MARJOLAINE REYMOND au Studio de l’Ermitage
Pour fêter la parution de son disque «Splendour of Blood», publié fin avril, la chanteuse-compositrice se produisait en concert avec tous le musiciens du CD
MARJOLAINE REYMOND «Splendour of Blood»
Marjolaine Reymond (composition, voix, effets, sifflet à coulisse), Christophe Monniot (saxophone sopranino, arrangements), Matthieu Metzger (saxophone alto), Jean-Brice Godet (clarinette), Armand Dubois (cor en Fa), François Thuillier (tuba), Leonardo Montana (piano acoustique, piano numérique), Olivier Lété (guitare basse), Christophe Lavergne (batterie)
Paris, Studio de l’Ermitage, 5 juin 2022
La musique s’offre à nous selon le programme du disque (déclinant quatre parties évoquant la passion), mais traité différemment. Le premier thème commence, après la voix échantillonnée de Javier Leibiusky qui donne, en hébreu, le titre de la première des quatre séquences. Mais avant le chant (le poème Splendour in the Grass de William Wordsworth), c’est un turbulent solo de piano qui va ouvrir l’espace des passions. Tout au long du concert les solos instrumentaux vont ponctuer la dramaturgie d’ensemble, des solos plus développés que sur le disque, et tout aussi libres. Nous aurons ainsi une foule de dialogues croisés et improvisés, au sein du groupe. C’est un orchestre de solistes, de solistes inspirés, et cela donne à l’ensemble un supplément d’âme. Les compositions sont très élaborées, selon des lignes aux intervalles distendus, aux chromatismes audacieux. Les arrangements combinent des tensions et des frottements virulents avec des consonances délicates (magnifique travail de Christophe Monniot sur la musique composée par Marjolaine Reymond). Il y a beaucoup de musique à jouer, et l’on peut gager que c’est la qualité exigeante de l’écriture (avec la liberté d’improviser) qui a motivé cette très belle brochette de solistes à rejoindre l’aventure. Marjolaine Reymond fait entendre expressivité intense et sûreté vocale (ce qui, sur ces compositions funambulesque, tient du miracle). Elle joue en virtuose des deux micros qui sont face à elle, l’un d’eux étant relié à des effets commandés par ses soins.

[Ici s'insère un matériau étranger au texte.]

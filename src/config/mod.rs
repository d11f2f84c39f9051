//! Configuration loading and management.
//!
//! This module is split into logical submodules:
//! - [`types`]: Root config struct and loading (Config, BotConfig)
//! - [`listen`]: Interactions endpoint configuration (HttpConfig)
//! - [`tickets`]: Ticket categories, delays and panel placement (TicketsConfig, KindConfig, EmojiConfig)
//! - [`embeds`]: Operator-editable panel/ticket embed text, persisted as JSON (EmbedStore)
//! - [`validation`]: Startup validation

mod defaults;
mod embeds;
mod listen;
mod tickets;
mod types;
mod validation;

pub use embeds::{EmbedDocument, EmbedFieldError, EmbedStore, PanelEmbed, TicketEmbed, parse_color};
pub use listen::HttpConfig;
pub use tickets::{EmojiConfig, KindConfig, TicketsConfig};
pub use types::{BotConfig, Config, ConfigError};
pub use validation::{ValidationError, validate};
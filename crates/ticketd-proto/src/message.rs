//! Outgoing messages and interaction responses.

use crate::component::ActionRow;
use crate::embed::Embed;
use serde::ser::{SerializeMap, Serializer};
use serde::Serialize;

/// Message flag that restricts visibility to the invoking user.
pub const EPHEMERAL_FLAG: u64 = 1 << 6;

/// A message to post in a channel or as an interaction reply.
#[derive(Debug, Clone, Default, PartialEq, Eq)]
pub struct OutgoingMessage {
    /// Plain text content.
    pub content: Option<String>,
    /// Embeds.
    pub embeds: Vec<Embed>,
    /// Component rows.
    pub components: Vec<ActionRow>,
    /// Only visible to the interaction's user. Ignored for channel posts.
    pub ephemeral: bool,
}

impl OutgoingMessage {
    /// A public text message.
    pub fn text(content: impl Into<String>) -> Self {
        Self {
            content: Some(content.into()),
            ..Self::default()
        }
    }

    /// A text message only the invoking user can see.
    pub fn ephemeral(content: impl Into<String>) -> Self {
        Self {
            content: Some(content.into()),
            ephemeral: true,
            ..Self::default()
        }
    }

    /// A public message carrying a single embed.
    pub fn embed(embed: Embed) -> Self {
        Self {
            embeds: vec![embed],
            ..Self::default()
        }
    }

    /// Add an embed.
    pub fn with_embed(mut self, embed: Embed) -> Self {
        self.embeds.push(embed);
        self
    }

    /// Add a component row.
    pub fn with_row(mut self, row: ActionRow) -> Self {
        self.components.push(row);
        self
    }

    /// Restrict visibility to the invoking user.
    pub fn into_ephemeral(mut self) -> Self {
        self.ephemeral = true;
        self
    }
}

impl Serialize for OutgoingMessage {
    fn serialize<S: Serializer>(&self, serializer: S) -> Result<S::Ok, S::Error> {
        let mut map = serializer.serialize_map(None)?;
        if let Some(content) = &self.content {
            map.serialize_entry("content", content)?;
        }
        if !self.embeds.is_empty() {
            map.serialize_entry("embeds", &self.embeds)?;
        }
        if !self.components.is_empty() {
            map.serialize_entry("components", &self.components)?;
        }
        if self.ephemeral {
            map.serialize_entry("flags", &EPHEMERAL_FLAG)?;
        }
        map.end()
    }
}

/// The initial response to an interaction.
#[derive(Debug, Clone, PartialEq, Eq)]
pub enum InteractionResponse {
    /// Acknowledge a PING (type 1).
    Pong,
    /// Reply with a new message (type 4).
    Message(OutgoingMessage),
    /// Acknowledge now, reply later (type 5).
    DeferredMessage {
        /// Whether the eventual reply is ephemeral.
        ephemeral: bool,
    },
    /// Acknowledge a component interaction without changing the message (type 6).
    DeferredUpdate,
    /// Replace the originating message's components (type 7).
    UpdateComponents(Vec<ActionRow>),
}

impl InteractionResponse {
    /// Wire discriminator.
    pub fn wire_type(&self) -> u8 {
        match self {
            Self::Pong => 1,
            Self::Message(_) => 4,
            Self::DeferredMessage { .. } => 5,
            Self::DeferredUpdate => 6,
            Self::UpdateComponents(_) => 7,
        }
    }
}

impl Serialize for InteractionResponse {
    fn serialize<S: Serializer>(&self, serializer: S) -> Result<S::Ok, S::Error> {
        #[derive(Serialize)]
        struct Flags {
            flags: u64,
        }

        #[derive(Serialize)]
        struct Components<'a> {
            components: &'a [ActionRow],
        }

        let mut map = serializer.serialize_map(None)?;
        map.serialize_entry("type", &self.wire_type())?;
        match self {
            Self::Pong | Self::DeferredUpdate => {}
            Self::Message(msg) => map.serialize_entry("data", msg)?,
            Self::DeferredMessage { ephemeral } => {
                if *ephemeral {
                    map.serialize_entry("data", &Flags { flags: EPHEMERAL_FLAG })?;
                }
            }
            Self::UpdateComponents(rows) => {
                map.serialize_entry("data", &Components { components: rows })?
            }
        }
        map.end()
    }
}
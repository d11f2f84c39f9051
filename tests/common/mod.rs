//! Integration test common infrastructure.
//!
//! Builds the full handler stack over an in-memory guild and provides
//! interaction builders for buttons, select menus and slash commands.

#![allow(dead_code)]

use std::sync::Arc;
use ticketd::config::{Config, EmbedDocument, EmbedStore};
use ticketd::error::HandlerError;
use ticketd::handlers::{Dispatcher, Responder, Services};
use ticketd::platform::memory::{Call, MemoryGuild, MemorySink};
use ticketd::state::OperationRegistry;
use ticketd::tickets::{LifecycleController, Outcome, TicketAction, TransitionRequest};
use ticketd_proto::{
    ApplicationId, ChannelId, CommandOption, GuildId, Interaction, InteractionId, InteractionKind,
    MessageId, UserId, UserRef,
};

pub const GUILD: GuildId = GuildId(1);
pub const APPLICATION: ApplicationId = ApplicationId(900);
pub const OWNER: UserId = UserId(10);
pub const ADMIN: UserId = UserId(20);
pub const STRANGER: UserId = UserId(30);

const BASE_CONFIG: &str = r#"
[bot]
application_id = "900"
public_key = "0000000000000000000000000000000000000000000000000000000000000000"
token = "test"
"#;

pub struct Harness {
    pub guild: Arc<MemoryGuild>,
    pub registry: Arc<OperationRegistry>,
    pub dispatcher: Dispatcher,
}

impl Harness {
    pub fn new() -> Self {
        Self::with_config("")
    }

    /// `extra` is appended right after the `[bot]` table, so bare keys land
    /// there and later tables can follow.
    pub fn with_config(extra: &str) -> Self {
        let config = Config::parse(&format!("{BASE_CONFIG}{extra}\n")).expect("test config");
        let guild = Arc::new(MemoryGuild::new(GUILD));
        guild.grant_admin(ADMIN);
        let registry = Arc::new(OperationRegistry::new());
        let services = Services::new(
            &config,
            guild.clone(),
            guild.clone(),
            Arc::new(EmbedStore::in_memory(EmbedDocument::default())),
            registry.clone(),
        );
        Self {
            guild,
            registry,
            dispatcher: Dispatcher::new(services),
        }
    }

    pub fn lifecycle(&self) -> &LifecycleController {
        &self.dispatcher.services().lifecycle
    }

    /// An open ticket owned by [`OWNER`] with its control message.
    pub fn ticket(&self) -> (ChannelId, MessageId) {
        self.guild.add_ticket("ticket-ana-1", OWNER)
    }

    /// Send a transition straight to the lifecycle controller.
    pub async fn press(
        &self,
        action: TicketAction,
        channel: ChannelId,
        message: MessageId,
        requester: UserId,
    ) -> (Result<Outcome, HandlerError>, Arc<MemorySink>) {
        let sink = Arc::new(MemorySink::bound(self.guild.clone(), channel, message));
        let responder = Responder::new(sink.clone());
        let request = TransitionRequest {
            action,
            guild: GUILD,
            channel,
            message: Some(message),
            requester,
        };
        let result = self.lifecycle().handle(request, &responder).await;
        (result, sink)
    }

    /// Press `action` and wait for its deferred effect, if any.
    pub async fn press_and_settle(
        &self,
        action: TicketAction,
        channel: ChannelId,
        message: MessageId,
        requester: UserId,
    ) -> Arc<MemorySink> {
        let (result, sink) = self.press(action, channel, message, requester).await;
        settle(result.expect("transition admitted")).await;
        sink
    }

    pub async fn dispatch(&self, interaction: Interaction, sink: Arc<MemorySink>) -> Arc<MemorySink> {
        let responder = Responder::new(sink.clone());
        self.dispatcher.dispatch(&interaction, &responder).await;
        sink
    }

    pub async fn click(
        &self,
        custom_id: &str,
        channel: ChannelId,
        message: MessageId,
        user: UserId,
    ) -> Arc<MemorySink> {
        let kind = InteractionKind::Button {
            custom_id: custom_id.to_string(),
        };
        let sink = Arc::new(MemorySink::bound(self.guild.clone(), channel, message));
        self.dispatch(interaction(kind, channel, Some(message), user_ref(user)), sink)
            .await
    }

    pub async fn select(&self, value: &str, channel: ChannelId, user: UserRef) -> Arc<MemorySink> {
        let kind = InteractionKind::Select {
            custom_id: "ticket_select".to_string(),
            values: vec![value.to_string()],
        };
        self.dispatch(interaction(kind, channel, None, user), Arc::new(MemorySink::new()))
            .await
    }

    pub async fn command(
        &self,
        name: &str,
        options: &[(&str, &str)],
        channel: ChannelId,
        user: UserId,
    ) -> Arc<MemorySink> {
        let kind = InteractionKind::Command {
            name: name.to_string(),
            options: options
                .iter()
                .map(|(name, value)| CommandOption {
                    name: name.to_string(),
                    value: value.to_string(),
                })
                .collect(),
        };
        self.dispatch(
            interaction(kind, channel, None, user_ref(user)),
            Arc::new(MemorySink::new()),
        )
        .await
    }

    /// Custom ids of the first component row of `message`.
    pub fn control_ids(&self, message: MessageId) -> Vec<String> {
        self.guild
            .components(message)
            .and_then(|rows| rows.into_iter().next())
            .map(|row| row.custom_ids().into_iter().map(str::to_string).collect())
            .unwrap_or_default()
    }

    /// Whether any rename or overwrite edit touched `channel`.
    pub fn mutated(&self, channel: ChannelId) -> bool {
        self.guild.calls().iter().any(|call| match call {
            Call::Rename { channel: c, .. } | Call::EditOverwrite { channel: c, .. } => *c == channel,
            _ => false,
        })
    }
}

/// Wait for a scheduled transition to fire or be canceled.
pub async fn settle(outcome: Outcome) {
    if let Outcome::Scheduled(handle) = outcome {
        handle.await.expect("deferred task panicked");
    }
}

pub fn user_ref(id: UserId) -> UserRef {
    UserRef {
        id,
        username: format!("user{id}"),
    }
}

pub fn interaction(
    kind: InteractionKind,
    channel: ChannelId,
    message: Option<MessageId>,
    user: UserRef,
) -> Interaction {
    Interaction {
        id: InteractionId(1),
        application_id: APPLICATION,
        token: "token".to_string(),
        kind,
        user,
        guild_id: Some(GUILD),
        channel_id: Some(channel),
        message_id: message,
    }
}

pub fn ids(values: &[&str]) -> Vec<String> {
    values.iter().map(|v| v.to_string()).collect()
}
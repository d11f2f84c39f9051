//! Per-channel operation registry.
//!
//! One [`OperationRecord`] per channel id, created lazily and never removed.
//! A record is `locked` while a transition is in flight, including while its
//! deferred action waits to fire. Every read-modify-write happens inside a
//! single `DashMap` entry guard and no guard is held across an `.await`.
//!
//! Lock ownership is tracked by an epoch. [`OperationRegistry::begin`] bumps
//! it and hands out a [`TransitionGuard`]; dropping the guard releases the
//! lock only if no later transition has taken the record over since.

use crate::error::LifecycleError;
use crate::metrics;
use crate::tickets::TicketAction;
use dashmap::DashMap;
use std::future::Future;
use std::sync::Arc;
use std::time::Duration;
use ticketd_proto::ChannelId;
use tokio::task::JoinHandle;
use tokio_util::sync::CancellationToken;
use tracing::debug;

#[derive(Debug)]
struct PendingAction {
    action: TicketAction,
    token: CancellationToken,
}

#[derive(Debug, Default)]
struct OperationRecord {
    locked: bool,
    pending: Option<PendingAction>,
    epoch: u64,
}

impl OperationRecord {
    fn cancel_pending(&mut self) -> bool {
        match self.pending.take() {
            Some(pending) => {
                pending.token.cancel();
                metrics::pending_actions_add(-1);
                true
            }
            None => false,
        }
    }
}

/// Point-in-time view of a channel's record.
#[derive(Debug, Clone, Copy, Default, PartialEq, Eq)]
pub struct OperationSnapshot {
    pub locked: bool,
    /// Kind of the deferred action waiting to fire, if any.
    pub pending: Option<TicketAction>,
}

/// Result of asking to start a transition.
#[derive(Debug)]
pub enum Admission {
    /// The channel is already in the requested state and nothing was in
    /// flight. No lock was taken.
    Unlocked,
    /// The lock is held until the guard drops.
    Locked(TransitionGuard),
}

/// Process-wide channel id → operation record map.
#[derive(Debug, Default)]
pub struct OperationRegistry {
    records: DashMap<ChannelId, OperationRecord>,
}

impl OperationRegistry {
    pub fn new() -> Self {
        Self::default()
    }

    /// Snapshot of the record for `channel`, creating it if absent.
    pub fn get(&self, channel: ChannelId) -> OperationSnapshot {
        let record = self.records.entry(channel).or_default();
        OperationSnapshot {
            locked: record.locked,
            pending: record.pending.as_ref().map(|p| p.action),
        }
    }

    /// Force the lock flag.
    ///
    /// Unlocking also cancels any pending action and invalidates outstanding
    /// guards, so a record is never unlocked with a timer still armed.
    pub fn set_locked(&self, channel: ChannelId, locked: bool) {
        let mut record = self.records.entry(channel).or_default();
        if !locked {
            record.cancel_pending();
            record.epoch += 1;
        }
        record.locked = locked;
    }

    /// Cancel and clear the pending action without running it.
    ///
    /// The lock stays with the transition that armed the action; its task
    /// observes the cancellation and releases it. Returns whether anything
    /// was pending.
    pub fn cancel_pending(&self, channel: ChannelId) -> bool {
        self.records.entry(channel).or_default().cancel_pending()
    }

    /// Try to start `action` on `channel`.
    ///
    /// - Locked with a pending action of a different kind: the pending action
    ///   is canceled and the caller takes the lock over.
    /// - Locked otherwise (same-kind duplicate, or a transition executing):
    ///   [`LifecycleError::Busy`].
    /// - Unlocked and `already_in_target`: [`Admission::Unlocked`].
    /// - Unlocked: the lock is taken.
    pub fn begin(
        self: &Arc<Self>,
        channel: ChannelId,
        action: TicketAction,
        already_in_target: bool,
    ) -> Result<Admission, LifecycleError> {
        let mut record = self.records.entry(channel).or_default();
        if record.locked {
            let preemptible = record
                .pending
                .as_ref()
                .is_some_and(|pending| pending.action != action);
            if !preemptible {
                return Err(LifecycleError::Busy);
            }
            if let Some(pending) = &record.pending {
                debug!(%channel, preempted = %pending.action, by = %action, "Canceling pending action");
            }
            record.cancel_pending();
        } else if already_in_target {
            return Ok(Admission::Unlocked);
        }
        record.locked = true;
        record.epoch += 1;
        let epoch = record.epoch;
        drop(record);

        Ok(Admission::Locked(TransitionGuard {
            registry: Arc::clone(self),
            channel,
            epoch,
        }))
    }

    fn arm(&self, channel: ChannelId, epoch: u64, action: TicketAction) -> CancellationToken {
        let token = CancellationToken::new();
        let mut record = self.records.entry(channel).or_default();
        if record.epoch == epoch {
            record.cancel_pending();
            record.pending = Some(PendingAction {
                action,
                token: token.clone(),
            });
            metrics::pending_actions_add(1);
        } else {
            token.cancel();
        }
        token
    }

    fn claim(&self, channel: ChannelId, epoch: u64, token: &CancellationToken) -> bool {
        let mut record = self.records.entry(channel).or_default();
        if token.is_cancelled() || record.epoch != epoch {
            return false;
        }
        if record.pending.take().is_some() {
            metrics::pending_actions_add(-1);
        }
        true
    }

    fn release(&self, channel: ChannelId, epoch: u64) {
        if let Some(mut record) = self.records.get_mut(&channel) {
            if record.epoch == epoch {
                record.cancel_pending();
                record.locked = false;
            }
        }
    }
}

/// Ownership of a channel's lock for one transition.
#[derive(Debug)]
pub struct TransitionGuard {
    registry: Arc<OperationRegistry>,
    channel: ChannelId,
    epoch: u64,
}

impl TransitionGuard {
    /// Run `body` after `delay` unless canceled first.
    ///
    /// The action is registered as pending before this returns. When the
    /// delay elapses the task re-checks its token and epoch under the record
    /// lock before polling `body`. The lock is released when the task ends,
    /// whether the body ran or not.
    pub fn schedule<F>(self, action: TicketAction, delay: Duration, body: F) -> JoinHandle<()>
    where
        F: Future<Output = ()> + Send + 'static,
    {
        let token = self.registry.arm(self.channel, self.epoch, action);
        tokio::spawn(async move {
            tokio::select! {
                _ = token.cancelled() => {
                    debug!(channel = %self.channel, %action, "Deferred action canceled");
                }
                _ = tokio::time::sleep(delay) => {
                    if self.registry.claim(self.channel, self.epoch, &token) {
                        body.await;
                    } else {
                        debug!(channel = %self.channel, %action, "Deferred action lost its claim");
                    }
                }
            }
            drop(self);
        })
    }
}

impl Drop for TransitionGuard {
    fn drop(&mut self) {
        self.registry.release(self.channel, self.epoch);
    }
}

Le fait que cette musique, éminemment élaborée, puisse se donner à entendre avec cette liberté, de manière aussi vivante, est à la fois la réussite et le secret de ce défi musical. Les textes se succèdent, empruntés à Elizabeth Browning, Emily Brontë, et à Salomon pour Le Cantique des Cantiques, ce dernier en hébreu avec la voix off, échantillonnée, de Javier Leibiusky. Comme tous les spectateurs, je suis porté par ce flot de musique et d’expression, fasciné par la fluidité des transitions entre l’écrit et l’improvisé, comme si un seul organe, l’orchestre tout entier, chanteuse incluse, était le mystérieux émetteur de cet objet musical surprenant de beauté inventive. On est entre la musique contemporaine, le jazz, le rock progressif et, pour l’intensité dramatique, l’opéra. La forme est très libre, certaines séquences se terminant par un solo instrumental qui signe la coda comme une évidence. Bref une grande réussite, pour la conception comme pour l’improvisation. On espère que les programmateurs de festivals (je n’en ai pas remarqué dans la salle, mais je n’avais pas déclenché mon détecteur de notabilités, et le dimanche de Pentecôte n’était peut-être pas la meilleure date pour un voyage d’étude….) auront la curiosité d’écouter vraiment ce disque, et le talent de comprendre que, sur scène, la musique prend encore plus d’ampleur.